西南石油大学学报(自然科学版) ›› 2019, Vol. 41 ›› Issue (6): 28-34.DOI: 10.11885/j.issn.1674-5086.2019.09.16.11

不同润湿性修饰石英吸附甲烷的模拟研究

汪周华¹, 赵建飞¹, 白银², 郭平¹, 刘煌¹

1. 油气藏地质及开发工程国家重点实验室·西南石油大学, 四川成都 610500;
2. 中国石油塔里木油田分公司勘探开发研究院, 新疆库尔勒 841000

收稿日期:2019-09-16 出版日期:2019-12-10 发布日期:2019-12-10
通讯作者: 汪周华,E-mail:wangzhouhua@126.com
作者简介:汪周华,1979年生,男,汉族,湖北公安人,研究员,主要从事油气藏流体相态研究、特殊气藏开发理论及配套技术、注气提高采收率理论及配套技术、低渗透油气藏开发理论与方法、非常规气藏开发等方面的研究工作。E-mail:wangzhouhua@126.com;赵建飞,1992年生,男,汉族,四川乐山人,博士研究生,主要从事页岩气吸附扩散分子模拟与第一性原理等方面的研究工作。E-mail:396004507@qq.com;白银,1984年生,女,汉族,陕西长安人,工程师,主要从事地质勘探方面的研究工作。E-mail:baiyintlm@petrochina.com.cn;郭平,1965年生,男,汉族,四川射洪人,教授,博士生导师,主要从事油气藏流体(水合物)相态、气田开发、注气提高采收率、油气开发工程中的基础问题等方面的研究工作。

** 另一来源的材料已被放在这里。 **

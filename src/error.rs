//! Error types
//!
//! Contention and eviction are never errors: register and find always
//! succeed. What remains are configuration problems, which are logged and
//! replaced by defaults, and starting the pool without a runtime.

use thiserror::Error;

/// Result alias for pool operations
pub type Result<T> = std::result::Result<T, PoolError>;

/// Error type for pool lifecycle operations
#[derive(Debug, Error)]
pub enum PoolError {
    /// Background tasks need a Tokio runtime
    #[error("endpoint pool must be started from within a Tokio runtime")]
    NoRuntime,

    /// Invalid configuration value
    #[error(transparent)]
    Config(#[from] ConfigError),
}

/// Error type for configuration parsing
#[derive(Debug, Clone, PartialEq, Eq, Error)]
pub enum ConfigError {
    /// A millisecond setting was negative or not a number
    #[error("invalid {name}: {value:?} (expected a non-negative integer)")]
    InvalidMillis {
        /// Setting name
        name: &'static str,
        /// Raw value as supplied
        value: String,
    },
}
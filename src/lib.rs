//! # endpoint-pool
//!
//! A deduplicating pool of long-lived, expensive-to-create endpoints
//! (connections, channels) shared by independent callers.
//!
//! Callers build a candidate endpoint and [`register`](EndpointPool::register)
//! it. If an endpoint with the same [`Fingerprint`] is already pooled, the
//! caller gets that one and the candidate is dropped. A background
//! [`Sweeper`] periodically removes endpoints nobody outside the pool holds.
//!
//! The registry is a copy-on-write [`AvlMap`]: readers search a snapshot with
//! no lock held, writers publish a new version only if nobody else published
//! in the meantime and retry otherwise.
//!
//! ## Modules
//!
//! - [`map`]: persistent, structurally shared AVL map
//! - [`pool`]: registry, sweeper, poll set and pool lifecycle
//! - [`stats`]: pool counters
//! - [`error`]: error types

pub mod error;
pub mod map;
pub mod pool;
pub mod stats;

pub use error::{ConfigError, PoolError, Result};
pub use map::AvlMap;
pub use pool::{
    ArgValue, Endpoint, EndpointHandle, EndpointPool, EndpointRegistry, Fingerprint, PollSet,
    PoolConfig, Sweeper, SweeperState,
};
pub use stats::PoolStats;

E-mail:guopingswpi@vip.sina.com;刘煌,1986年生,男,汉族,湖南娄底人,副研究员,主要从事高压流体相态、气体水合物技术研发、油气藏开发等方面的研究工作。E-mail:liuhuangswpu@sina.com
基金资助:
国家自然科学基金（5183000045）；四川省科技计划重点研发项目（2018JZ0079）；四川省重大科技专项援疆项目（2019YFG0457）

Simulation of Methane Adsorption of Quartz with Different Wettability

WANG Zhouhua¹, ZHAO Jianfei¹, BAI Yin², GUO Ping¹, LIU Huang¹

1. State Key Laboratory of Oil and Gas Reservoir Geology and Exploitation, Southwest Petroleum University, Chengdu, Sichuan 610500, China;
2. Exploration and Development Research Institute, Tarim Oilfield Branch, PetroChina, Korla, Xinjiang 841000, China

Received:2019-09-16 Online:2019-12-10 Published:2019-12-10

摘要/Abstract

摘要： 润湿性是油气藏储层岩石的重要基础参数之一，其特征直接影响流体在岩石孔道内的微观分布和宏观分布特征。从微观层面认识页岩气与矿物的相互作用是深入理解页岩气赋存状态的基础。采用分子模拟研究了甲烷在不同石英模型中的吸附行为，考察了不同晶面、亲水与亲油官能团修饰模型对甲烷吸附的影响。研究结论表明，不同晶面模型中，（100）面的吸附量大于其他晶面的吸附量；甲烷在亲油修饰模型中的吸附量大于亲水修饰模型的吸附量；两种修饰模型吸附量均随着压力增加而增加，随温度的升高而减小，且温度对吸附量的影响小于孔径的影响；相同条件下，润湿性修饰模型的吸附量远大于无润湿性修饰模型的吸附量；1 nm修饰模型中甲烷只在壁面处形成吸附层，而2 nm修饰模型中形成多个吸附层。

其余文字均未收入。